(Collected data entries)
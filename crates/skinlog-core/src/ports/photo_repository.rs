//! Photo repository port (driven/secondary port)
//!
//! This module defines the interface for the remote photo document store.
//! The primary implementation targets Firestore via its REST API, but the
//! trait is provider-agnostic.
//!
//! ## Design Notes
//!
//! - Uses `anyhow::Result` because errors at port boundaries are
//!   adapter-specific and don't need domain-level classification.
//! - The `PhotoRecord` struct is a port-level DTO, not a domain entity;
//!   the cache layer is responsible for mapping it to `PhotoItem`.
//! - The listing is a single-field owner filter only. The backing store is
//!   not indexed for server-side timestamp ranges, so watermark and
//!   pagination range filtering happen client-side on the full listing.

use chrono::{DateTime, Utc};
use serde::{Deserialize, Serialize};

use crate::domain::newtypes::{DateKey, OwnerId, PhotoId};

/// A single photo document from the remote repository
///
/// This is a port-level DTO representing raw data from the document store.
/// Records are immutable once the external scoring collaborator has
/// attached its analysis; this subsystem only ever reads them.
#[derive(Debug, Clone, PartialEq, Serialize, Deserialize)]
pub struct PhotoRecord {
    /// Document identifier, the photo's identity
    pub id: String,
    /// Owner the photo belongs to
    pub owner_id: String,
    /// Calendar day in `YYYY-MM-DD` form
    pub date_key: String,
    /// Public URL of the stored image
    pub url: String,
    /// Upload instant
    pub created_at: DateTime<Utc>,
    /// The capturing device's local identifier, when the photo originated
    /// on this or another device (None for web uploads)
    pub local_id: Option<String>,
}

impl PhotoRecord {
    /// The record's identifier as a typed [`PhotoId`]
    ///
    /// # Errors
    ///
    /// Fails if the document identifier is empty.
    pub fn photo_id(&self) -> Result<PhotoId, crate::domain::DomainError> {
        PhotoId::new(self.id.clone())
    }

    /// The record's calendar day, falling back to the `created_at` date
    /// when the stored `date_key` field is malformed
    ///
    /// A bad date key must not poison the merge path; the upload instant
    /// is always present and close enough.
    pub fn date_key_or_created(&self) -> DateKey {
        self.date_key
            .parse()
            .unwrap_or_else(|_| DateKey::from_datetime(&self.created_at))
    }
}

/// Port trait for the remote photo document store
///
/// ## Implementation Notes
///
/// - `list_by_owner` returns *all* of the owner's records in no guaranteed
///   order; callers filter, sort, and cap client-side.
/// - There is no pagination token; the per-user record count is assumed
///   small enough for a full listing. This is a known scalability ceiling.
#[async_trait::async_trait]
pub trait IPhotoRepository: Send + Sync {
    /// Lists every photo record owned by `owner`
    ///
    /// # Errors
    ///
    /// Returns an error on network or decode failure; never partially
    /// succeeds silently.
    async fn list_by_owner(&self, owner: &OwnerId) -> anyhow::Result<Vec<PhotoRecord>>;
}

BRIEF
For this exercise, write all the records out again exactly.

RESULT FOR THIS EXERCISE
filename crates/skinlog-core/src/ports/photo_repository.rs
//! Photo repository port (driven/secondary port)
//!
//! This module defines the interface for the remote photo document store.
//! The primary implementation targets Firestore via its REST API, but the
//! trait is provider-agnostic.
//!
//! ## Design Notes
//!
//! - Uses `anyhow::Result` because errors at port boundaries are
//!   adapter-specific and don't need domain-level classification.
//! - The `PhotoRecord` struct is a port-level DTO, not a domain entity;
//!   the cache layer is responsible for mapping it to `PhotoItem`.
//! - The listing is a single-field owner filter only. The backing store is
//!   not indexed for server-side timestamp ranges, so watermark and
//!   pagination range filtering happen client-side on the full listing.

use chrono::{DateTime, Utc};
use serde::{Deserialize, Serialize};

use crate::domain::newtypes::{DateKey, OwnerId, PhotoId};

/// A single photo document from the remote repository
///
/// This is a port-level DTO representing raw data from the document store.
/// Records are immutable once the external scoring collaborator has
/// attached its analysis; this subsystem only ever reads them.
#[derive(Debug, Clone, PartialEq, Serialize, Deserialize)]
pub struct PhotoRecord {
    /// Document identifier, the photo's identity
    pub id: String,
    /// Owner the photo belongs to
    pub owner_id: String,
    /// Calendar day in `YYYY-MM-DD` form
    pub date_key: String,
    /// Public URL of the stored image
    pub url: String,
    /// Upload instant
    pub created_at: DateTime<Utc>,
    /// The capturing device's local identifier, when the photo originated
    /// on this or another device (None for web uploads)
    pub local_id: Option<String>,
}

impl PhotoRecord {
    /// The record's identifier as a typed [`PhotoId`]
    ///
    /// # Errors
    ///
    /// Fails if the document identifier is empty.
    pub fn photo_id(&self) -> Result<PhotoId, crate::domain::DomainError> {
        PhotoId::new(self.id.clone())
    }

    /// The record's calendar day, falling back to the `created_at` date
    /// when the stored `date_key` field is malformed
    ///
    /// A bad date key must not poison the merge path; the upload instant
    /// is always present and close enough.
    pub fn date_key_or_created(&self) -> DateKey {
        self.date_key
            .parse()
            .unwrap_or_else(|_| DateKey::from_datetime(&self.created_at))
    }
}

/// Port trait for the remote photo document store
///
/// ## Implementation Notes
///
/// - `list_by_owner` returns *all* of the owner's records in no guaranteed
///   order; callers filter, sort, and cap client-side.
/// - There is no pagination token; the per-user record count is assumed
///   small enough for a full listing. This is a known scalability ceiling.
#[async_trait::async_trait]
pub trait IPhotoRepository: Send + Sync {
    /// Lists every photo record owned by `owner`
    ///
    /// # Errors
    ///
    /// Returns an error on network or decode failure; never partially
    /// succeeds silently.
    async fn list_by_owner(&self, owner: &OwnerId) -> anyhow::Result<Vec<PhotoRecord>>;
}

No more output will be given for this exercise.